* _WORK REQUEST_:
Give the number of lines in the material below that include "suspending", and write nothing else.

* _THE DATA_:
use crate::context::ChainContext;
use crate::error::ChainError;
use crate::task::Task;
use crate::thenable::{Continuation, Thenable};
use crate::value::{Step, Value};

use std::collections::VecDeque;
use std::fmt;
use std::panic::{self, AssertUnwindSafe};
use std::sync::atomic::{AtomicU64, Ordering as AtomicOrdering};
use std::sync::Arc;

use parking_lot::Mutex;
use tokio_util::sync::CancellationToken;
use tracing::{debug, error, trace, trace_span, warn};

lazy_static::lazy_static! {
  static ref NEXT_CHAIN_ID_COUNTER: AtomicU64 = AtomicU64::new(0);
}

/// Invoked with the reason of a rejected chain.
pub type RejectionHandler = Arc<dyn Fn(ChainError) + Send + Sync + 'static>;

/// Lifecycle state of a chain.
#[derive(Debug, Clone, Copy, PartialEq, Eq, Hash)]
pub enum ChainStatus {
  /// The only state in which the queue is drained.
  Pending,
  /// The queue ran dry. Adding tasks resumes the chain.
  Fulfilled,
  /// A step failed. Terminal.
  Rejected,
  /// `cancel()` was called. Terminal.
  Canceled,
}

impl ChainStatus {
  pub fn as_str(&self) -> &'static str {
    match self {
      ChainStatus::Pending => "pending",
      ChainStatus::Fulfilled => "fulfilled",
      ChainStatus::Rejected => "rejected",
      ChainStatus::Canceled => "canceled",
    }
  }
}

impl fmt::Display for ChainStatus {
  fn fmt(&self, f: &mut fmt::Formatter<'_>) -> fmt::Result {
    f.write_str(self.as_str())
  }
}

struct ChainState {
  status: ChainStatus,
  reason: Option<ChainError>,
  queue: VecDeque<Task>,
  rejection_handler: Option<RejectionHandler>,
  // Set once a handler has seen the current reason, so the deferred
  // re-check does not deliver it twice.
  rejection_delivered: bool,
}

struct ChainInner {
  chain_id: u64,
  context: Arc<ChainContext>,
  cancellation_token: CancellationToken,
  state: Mutex<ChainState>,
}

/// An ordered task executor with promise-style chaining.
///
/// Tasks run strictly one at a time, front of the queue first. Each step's
/// result feeds the next step's arguments, and a step that yields a thenable
/// suspends the chain until it settles. `Chain` is a handle: clones share the
/// same queue and state.
#[derive(Clone)]
pub struct Chain {
  inner: Arc<ChainInner>,
}

impl Chain {
  /// Creates a chain on its own detached context and starts draining
  /// `tasks` right away if there are any.
  pub fn new<I, T>(tasks: I) -> Self
  where
    I: IntoIterator<Item = T>,
    T: Into<Task>,
  {
    Self::with_context(ChainContext::detached(), tasks)
  }

  pub fn with_context<I, T>(context: Arc<ChainContext>, tasks: I) -> Self
  where
    I: IntoIterator<Item = T>,
    T: Into<Task>,
  {
    let queue: VecDeque<Task> = tasks.into_iter().map(Into::into).collect();
    let start = !queue.is_empty();
    let chain_id = NEXT_CHAIN_ID_COUNTER.fetch_add(1, AtomicOrdering::Relaxed);

    let chain = Self {
      inner: Arc::new(ChainInner {
        chain_id,
        context,
        cancellation_token: CancellationToken::new(),
        state: Mutex::new(ChainState {
          status: ChainStatus::Pending,
          reason: None,
          queue,
          rejection_handler: None,
          rejection_delivered: false,
        }),
      }),
    };

    debug!(
      context = %chain.inner.context.name(),
      %chain_id,
      queued = chain.queued_task_count(),
      "Chain created."
    );

    if start {
      chain.run(Vec::new());
    }
    chain
  }

  pub fn id(&self) -> u64 {
    self.inner.chain_id
  }

  pub fn context(&self) -> &Arc<ChainContext> {
    &self.inner.context
  }

  pub fn status(&self) -> ChainStatus {
    self.inner.state.lock().status
  }

  pub fn is_canceled(&self) -> bool {
    self.status() == ChainStatus::Canceled
  }

  /// The error that rejected the chain, if it was rejected.
  pub fn reason(&self) -> Option<ChainError> {
    self.inner.state.lock().reason.clone()
  }

  pub fn queued_task_count(&self) -> usize {
    self.inner.state.lock().queue.len()
  }

  /// Token cancelled by `cancel()`, for steps that want to stop cooperatively.
  pub fn cancellation_token(&self) -> CancellationToken {
    self.inner.cancellation_token.clone()
  }

  /// Whether both handles refer to the same chain.
  pub fn ptr_eq(&self, other: &Chain) -> bool {
    Arc::ptr_eq(&self.inner, &other.inner)
  }

  /// Queues `on_fulfilled`, or calls it right away with no arguments if the
  /// chain is already fulfilled and it is a bare step.
  ///
  /// `Value::Undefined` queues nothing. Bound `[fn, ctx, ...args]` records are
  /// always queued. A task queued this way does not start a pending chain;
  /// use `process`.
  /// On a rejected chain that has a rejection handler, the handler is called
  /// again with the reason and nothing is queued.
  pub fn then(&self, on_fulfilled: impl Into<Task>) -> &Self {
    self.then_inner(Some(on_fulfilled.into()), None)
  }

  /// `then` with a rejection handler, which replaces any existing one.
  pub fn then_or<F>(&self, on_fulfilled: impl Into<Task>, on_rejected: F) -> &Self
  where
    F: Fn(ChainError) + Send + Sync + 'static,
  {
    self.then_inner(Some(on_fulfilled.into()), Some(Arc::new(on_rejected)))
  }

  /// Replaces the rejection handler and calls it immediately if the chain is
  /// already rejected.
  pub fn catch<F>(&self, on_rejected: F) -> &Self
  where
    F: Fn(ChainError) + Send + Sync + 'static,
  {
    self.then_inner(None, Some(Arc::new(on_rejected)))
  }

  /// Appends `tasks` to the queue. A fulfilled chain goes back to pending and
  /// resumes immediately; a rejected or canceled one only accumulates them.
  pub fn add<I, T>(&self, tasks: I) -> &Self
  where
    I: IntoIterator<Item = T>,
    T: Into<Task>,
  {
    let resume = {
      let mut state = self.inner.state.lock();
      let before = state.queue.len();
      state.queue.extend(tasks.into_iter().map(Into::into));
      trace!(chain_id = %self.inner.chain_id, added = state.queue.len() - before, "Tasks appended.");
      if state.status == ChainStatus::Fulfilled {
        state.status = ChainStatus::Pending;
        true
      } else {
        false
      }
    };

    if resume {
      debug!(chain_id = %self.inner.chain_id, "Fulfilled chain received new tasks; resuming.");
      self.run(Vec::new());
    }
    self
  }

  /// `add` for dynamically typed input: a `Value::List` is appended item by
  /// item, anything else is ignored.
  pub fn add_value(&self, items: Value) -> &Self {
    match items {
      Value::List(items) => self.add(items),
      other => {
        trace!(chain_id = %self.inner.chain_id, ignored = ?other, "add_value: not a list, ignoring.");
        self
      }
    }
  }

  /// Runs the queue from its current front with no forwarded arguments.
  pub fn process(&self) -> &Self {
    self.run(Vec::new());
    self
  }

  /// Runs the queue from its current front, forwarding `args` to the first
  /// step.
  pub fn process_with<I, T>(&self, args: I) -> &Self
  where
    I: IntoIterator<Item = T>,
    T: Into<Value>,
  {
    self.run(args.into_iter().map(Into::into).collect());
    self
  }

  /// Stops the chain for good. Queued tasks stay queued but never run, and a
  /// thenable already being awaited is left alone.
  pub fn cancel(&self) -> &Self {
    let previous = {
      let mut state = self.inner.state.lock();
      std::mem::replace(&mut state.status, ChainStatus::Canceled)
    };
    self.inner.cancellation_token.cancel();
    debug!(chain_id = %self.inner.chain_id, %previous, "Chain canceled.");
    self
  }

  fn then_inner(&self, on_fulfilled: Option<Task>, on_rejected: Option<RejectionHandler>) -> &Self {
    // An undefined callback is the same as passing none.
    let on_fulfilled = on_fulfilled.filter(|task| !matches!(task, Task::Value(Value::Undefined)));
    let mut state = self.inner.state.lock();
    if let Some(handler) = on_rejected {
      state.rejection_handler = Some(handler);
    }

    if state.status == ChainStatus::Rejected {
      let delivery = (state.rejection_handler.clone(), state.reason.clone());
      if let (Some(handler), Some(reason)) = delivery {
        state.rejection_delivered = true;
        drop(state);
        trace!(chain_id = %self.inner.chain_id, "Chain already rejected; calling rejection handler.");
        handler(reason);
        return self;
      }
    }

    match on_fulfilled {
      Some(task) if state.status == ChainStatus::Fulfilled && task.is_bare_step() => {
        drop(state);
        self.invoke_now(task);
      }
      Some(task) => {
        trace!(chain_id = %self.inner.chain_id, kind = task.kind(), "Task queued by then().");
        state.queue.push_back(task);
      }
      None => {}
    }
    self
  }

  // Calls a bare step outside the queue with no arguments; its result is
  // discarded.
  fn invoke_now(&self, task: Task) {
    if let Task::Invocable { step, .. } = task {
      trace!(chain_id = %self.inner.chain_id, "Chain already fulfilled; invoking callback immediately.");
      if let Err(reason) = self.invoke_step(&step, &Value::Undefined, Vec::new()) {
        self.reject(reason);
      }
    }
  }

  /// The execution loop. Drains the queue while the chain is pending,
  /// suspending on thenable results.
  fn run(&self, mut args: Vec<Value>) {
    loop {
      let task = {
        let mut state = self.inner.state.lock();
        if state.status != ChainStatus::Pending {
          trace!(chain_id = %self.inner.chain_id, status = %state.status, "Chain not pending; loop stops.");
          return;
        }
        match state.queue.pop_front() {
          Some(task) => task,
          None => {
            state.status = ChainStatus::Fulfilled;
            debug!(chain_id = %self.inner.chain_id, "Queue drained; chain fulfilled.");
            return;
          }
        }
      };

      trace!(chain_id = %self.inner.chain_id, kind = task.kind(), forwarded = args.len(), "Dequeued task.");

      // Static values and awaitables keep the forwarded arguments; a call
      // consumes them and forwards only its result.
      let (result, mut next_args) = match task {
        Task::Invocable {
          step,
          context,
          mut bound_args,
        } => {
          bound_args.extend(args);
          match self.invoke_step(&step, &context, bound_args) {
            Ok(value) => (value, Vec::new()),
            Err(reason) => {
              self.reject(reason);
              return;
            }
          }
        }
        Task::Value(value) => (value, args),
        Task::Awaitable(thenable) => (Value::Thenable(thenable), args),
      };

      match result {
        Value::Thenable(thenable) => {
          trace!(chain_id = %self.inner.chain_id, "Step produced a thenable; suspending.");
          let chain = self.clone();
          thenable.register_continuation(Box::new(move |settled| chain.run(settled)));
          return;
        }
        value => {
          next_args.push(value);
          args = next_args;
        }
      }
    }
  }

  fn invoke_step(&self, step: &Step, context: &Value, args: Vec<Value>) -> Result<Value, ChainError> {
    let _span = trace_span!("chain_step", chain_id = %self.inner.chain_id).entered();
    match panic::catch_unwind(AssertUnwindSafe(|| step.invoke(context, args))) {
      Ok(result) => result,
      Err(payload) => {
        let reason = ChainError::from_panic(payload);
        error!(chain_id = %self.inner.chain_id, "Step panicked: {}", reason);
        Err(reason)
      }
    }
  }

  fn reject(&self, reason: ChainError) {
    let handler = {
      let mut state = self.inner.state.lock();
      state.status = ChainStatus::Rejected;
      state.reason = Some(reason.clone());
      state.rejection_delivered = state.rejection_handler.is_some();
      state.rejection_handler.clone()
    };

    warn!(
      context = %self.inner.context.name(),
      chain_id = %self.inner.chain_id,
      error = %reason,
      "Chain rejected."
    );

    match handler {
      Some(handler) => handler(reason),
      None => self.escalate(reason),
    }
  }

  // No handler yet: look again on the next turn, then fall back to the
  // context's error hook.
  fn escalate(&self, reason: ChainError) {
    let inner = Arc::clone(&self.inner);
    self.inner.context.defer(Box::new(move || {
      let handler = {
        let mut state = inner.state.lock();
        if state.rejection_delivered {
          trace!(chain_id = %inner.chain_id, "Rejection already delivered to a handler; nothing to escalate.");
          return;
        }
        let handler = state.rejection_handler.clone();
        state.rejection_delivered = handler.is_some();
        handler
      };

      match handler {
        Some(handler) => {
          debug!(chain_id = %inner.chain_id, "Rejection handler attached within the turn; delivering.");
          handler(reason);
        }
        None => inner.context.report_unhandled(inner.chain_id, reason),
      }
    }));
  }
}

impl Thenable for Chain {
  /// Behaves like `then` with the continuation as a step: it runs at once
  /// (with no arguments) on a fulfilled chain, otherwise when the queue
  /// reaches it.
  fn register_continuation(&self, continuation: Continuation) {
    let slot = Mutex::new(Some(continuation));
    let step = Step::new(move |args| {
      if let Some(continuation) = slot.lock().take() {
        continuation(args);
      }
      Ok(Value::Undefined)
    });
    self.then_inner(Some(Task::step(step)), None);
  }
}

impl Default for Chain {
  fn default() -> Self {
    Self::new(Vec::<Task>::new())
  }
}

impl From<Chain> for Value {
  fn from(chain: Chain) -> Self {
    Value::thenable(chain)
  }
}

impl fmt::Debug for Chain {
  fn fmt(&self, f: &mut fmt::Formatter<'_>) -> fmt::Result {
    let (status, queued) = self
      .inner
      .state
      .try_lock()
      .map_or((None, None), |state| (Some(state.status), Some(state.queue.len())));
    f.debug_struct("Chain")
      .field("chain_id", &self.inner.chain_id)
      .field("context", &self.inner.context.name())
      .field("status", &status)
      .field("queued", &queued)
      .finish()
  }
}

* _SOLUTION_:
2